*ABOUT THIS TASK*. Beneath this instruction is a listing; print exactly the lines in it starting at the line that contains "filename smg_common/src/pricing.rs" and going through the line that contains "use log::warn;".

[[ PROVIDED RECORDS, beginning ]]

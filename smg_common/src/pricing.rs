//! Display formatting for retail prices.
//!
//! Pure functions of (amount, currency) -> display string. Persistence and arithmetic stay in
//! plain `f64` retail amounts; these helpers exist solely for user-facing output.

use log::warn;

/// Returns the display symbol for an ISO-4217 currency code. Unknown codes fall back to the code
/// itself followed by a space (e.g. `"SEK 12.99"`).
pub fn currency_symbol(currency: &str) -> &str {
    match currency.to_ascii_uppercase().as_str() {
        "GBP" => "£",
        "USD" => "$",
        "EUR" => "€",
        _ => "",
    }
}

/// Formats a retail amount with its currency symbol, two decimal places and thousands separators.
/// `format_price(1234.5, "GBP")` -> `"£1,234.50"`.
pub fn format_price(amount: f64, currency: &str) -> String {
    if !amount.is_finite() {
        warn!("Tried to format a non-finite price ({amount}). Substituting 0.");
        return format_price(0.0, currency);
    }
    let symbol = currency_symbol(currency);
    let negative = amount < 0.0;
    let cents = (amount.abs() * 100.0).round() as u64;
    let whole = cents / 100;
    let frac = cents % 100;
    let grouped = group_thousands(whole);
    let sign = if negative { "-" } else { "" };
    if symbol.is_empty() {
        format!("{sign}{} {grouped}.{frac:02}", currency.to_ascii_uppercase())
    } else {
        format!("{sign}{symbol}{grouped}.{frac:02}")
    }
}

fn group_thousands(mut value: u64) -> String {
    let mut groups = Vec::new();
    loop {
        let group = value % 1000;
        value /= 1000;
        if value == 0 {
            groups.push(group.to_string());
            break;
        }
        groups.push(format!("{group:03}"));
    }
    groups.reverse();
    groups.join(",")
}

[[ PROVIDED RECORDS, end ]]
[[ PROVIDED RECORDS, beginning ]]

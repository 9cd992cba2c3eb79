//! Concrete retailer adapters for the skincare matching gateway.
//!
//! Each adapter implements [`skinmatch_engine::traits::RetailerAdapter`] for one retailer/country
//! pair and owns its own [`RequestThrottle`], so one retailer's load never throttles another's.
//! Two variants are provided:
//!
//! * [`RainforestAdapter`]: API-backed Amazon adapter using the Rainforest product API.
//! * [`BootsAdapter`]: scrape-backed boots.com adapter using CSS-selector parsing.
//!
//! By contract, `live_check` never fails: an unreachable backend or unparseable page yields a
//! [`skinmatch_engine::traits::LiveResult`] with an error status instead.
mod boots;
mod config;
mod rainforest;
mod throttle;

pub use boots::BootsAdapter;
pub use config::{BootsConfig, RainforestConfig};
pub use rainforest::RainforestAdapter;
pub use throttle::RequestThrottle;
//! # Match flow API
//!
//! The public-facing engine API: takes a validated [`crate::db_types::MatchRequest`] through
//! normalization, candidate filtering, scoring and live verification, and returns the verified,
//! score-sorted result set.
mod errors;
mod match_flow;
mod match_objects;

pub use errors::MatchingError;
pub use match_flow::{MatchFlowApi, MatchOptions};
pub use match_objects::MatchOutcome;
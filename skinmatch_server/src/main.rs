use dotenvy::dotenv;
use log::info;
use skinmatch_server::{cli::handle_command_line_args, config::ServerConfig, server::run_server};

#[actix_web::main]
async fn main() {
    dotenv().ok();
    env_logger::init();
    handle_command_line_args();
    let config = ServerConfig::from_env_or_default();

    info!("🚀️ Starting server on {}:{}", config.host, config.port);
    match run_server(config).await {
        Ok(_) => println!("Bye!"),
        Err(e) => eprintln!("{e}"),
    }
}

[[ PROVIDED RECORDS, end ]]
[[ PROVIDED RECORDS, beginning ]]

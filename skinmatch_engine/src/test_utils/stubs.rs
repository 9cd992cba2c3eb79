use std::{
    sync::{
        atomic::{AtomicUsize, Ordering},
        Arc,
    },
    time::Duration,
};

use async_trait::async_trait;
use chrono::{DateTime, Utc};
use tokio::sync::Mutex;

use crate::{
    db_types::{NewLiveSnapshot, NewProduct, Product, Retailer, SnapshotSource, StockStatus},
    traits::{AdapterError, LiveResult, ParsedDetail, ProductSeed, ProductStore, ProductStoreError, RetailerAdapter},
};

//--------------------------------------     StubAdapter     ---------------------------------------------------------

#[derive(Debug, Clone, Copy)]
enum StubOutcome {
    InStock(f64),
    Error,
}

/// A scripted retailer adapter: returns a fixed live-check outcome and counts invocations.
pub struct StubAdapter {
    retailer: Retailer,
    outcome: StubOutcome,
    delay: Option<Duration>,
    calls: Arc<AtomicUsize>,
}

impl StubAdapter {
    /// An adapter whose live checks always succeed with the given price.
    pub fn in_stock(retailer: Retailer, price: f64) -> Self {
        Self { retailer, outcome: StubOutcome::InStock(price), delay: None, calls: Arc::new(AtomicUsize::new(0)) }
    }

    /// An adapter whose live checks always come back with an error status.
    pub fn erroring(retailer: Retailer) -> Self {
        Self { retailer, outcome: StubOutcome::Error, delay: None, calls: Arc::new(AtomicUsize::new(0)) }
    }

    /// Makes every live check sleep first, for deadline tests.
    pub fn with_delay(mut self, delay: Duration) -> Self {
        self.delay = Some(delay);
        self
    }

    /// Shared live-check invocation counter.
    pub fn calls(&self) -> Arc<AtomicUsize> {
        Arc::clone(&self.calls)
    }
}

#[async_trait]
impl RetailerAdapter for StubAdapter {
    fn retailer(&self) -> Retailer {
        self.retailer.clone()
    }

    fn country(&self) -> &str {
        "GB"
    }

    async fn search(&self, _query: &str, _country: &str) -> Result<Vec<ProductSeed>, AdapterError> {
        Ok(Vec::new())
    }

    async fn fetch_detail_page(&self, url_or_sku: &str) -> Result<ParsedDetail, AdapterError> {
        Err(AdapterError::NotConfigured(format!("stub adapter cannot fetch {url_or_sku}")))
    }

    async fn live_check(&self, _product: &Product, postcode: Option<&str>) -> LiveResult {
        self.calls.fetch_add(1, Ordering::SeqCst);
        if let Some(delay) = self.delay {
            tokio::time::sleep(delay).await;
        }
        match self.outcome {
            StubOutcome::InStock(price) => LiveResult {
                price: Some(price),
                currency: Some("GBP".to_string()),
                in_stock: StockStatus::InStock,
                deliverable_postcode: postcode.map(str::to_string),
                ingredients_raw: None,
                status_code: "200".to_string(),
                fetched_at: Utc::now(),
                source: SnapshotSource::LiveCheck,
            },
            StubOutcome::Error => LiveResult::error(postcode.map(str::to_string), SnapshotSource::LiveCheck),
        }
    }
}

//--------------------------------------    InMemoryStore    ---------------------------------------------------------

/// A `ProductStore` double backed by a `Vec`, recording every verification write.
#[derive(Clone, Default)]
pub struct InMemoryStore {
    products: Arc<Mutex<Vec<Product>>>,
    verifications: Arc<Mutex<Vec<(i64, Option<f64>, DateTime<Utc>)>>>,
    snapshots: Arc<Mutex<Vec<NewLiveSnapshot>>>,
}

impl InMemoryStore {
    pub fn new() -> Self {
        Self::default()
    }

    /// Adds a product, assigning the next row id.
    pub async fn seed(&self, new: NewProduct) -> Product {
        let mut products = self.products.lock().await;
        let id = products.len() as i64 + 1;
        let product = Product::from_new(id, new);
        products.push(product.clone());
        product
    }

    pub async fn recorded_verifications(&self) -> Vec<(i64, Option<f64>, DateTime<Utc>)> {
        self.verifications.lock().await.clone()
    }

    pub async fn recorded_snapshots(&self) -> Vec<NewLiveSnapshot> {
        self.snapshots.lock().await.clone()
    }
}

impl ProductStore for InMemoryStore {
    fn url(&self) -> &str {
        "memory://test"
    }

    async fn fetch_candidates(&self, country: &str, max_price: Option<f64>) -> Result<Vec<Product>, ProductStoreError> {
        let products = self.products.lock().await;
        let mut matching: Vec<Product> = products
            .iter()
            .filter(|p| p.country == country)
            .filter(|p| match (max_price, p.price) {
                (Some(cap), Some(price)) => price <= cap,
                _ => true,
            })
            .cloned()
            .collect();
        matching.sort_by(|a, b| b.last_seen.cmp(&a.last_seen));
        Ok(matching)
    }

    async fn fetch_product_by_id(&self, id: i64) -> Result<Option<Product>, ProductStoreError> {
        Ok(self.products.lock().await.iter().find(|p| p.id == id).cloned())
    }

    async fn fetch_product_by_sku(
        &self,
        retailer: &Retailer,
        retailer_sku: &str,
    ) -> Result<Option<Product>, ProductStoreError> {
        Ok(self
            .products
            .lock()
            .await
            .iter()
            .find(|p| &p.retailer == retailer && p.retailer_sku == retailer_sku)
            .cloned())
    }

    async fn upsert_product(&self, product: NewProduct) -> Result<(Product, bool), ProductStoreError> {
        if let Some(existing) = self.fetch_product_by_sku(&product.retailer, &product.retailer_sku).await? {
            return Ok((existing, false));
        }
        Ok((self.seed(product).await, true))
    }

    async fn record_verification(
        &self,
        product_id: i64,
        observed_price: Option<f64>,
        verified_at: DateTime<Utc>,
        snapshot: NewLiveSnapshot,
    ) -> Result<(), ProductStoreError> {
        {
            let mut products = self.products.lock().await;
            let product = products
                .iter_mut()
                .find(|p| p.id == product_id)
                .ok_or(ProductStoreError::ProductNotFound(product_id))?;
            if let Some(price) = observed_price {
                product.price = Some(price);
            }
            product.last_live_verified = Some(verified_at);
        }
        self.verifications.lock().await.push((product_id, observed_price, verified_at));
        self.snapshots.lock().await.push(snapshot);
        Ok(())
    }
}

[[ PROVIDED RECORDS, end ]]

*ANSWER SPACE*.
filename smg_common/src/pricing.rs
//! Display formatting for retail prices.
//!
//! Pure functions of (amount, currency) -> display string. Persistence and arithmetic stay in
//! plain `f64` retail amounts; these helpers exist solely for user-facing output.

use log::warn;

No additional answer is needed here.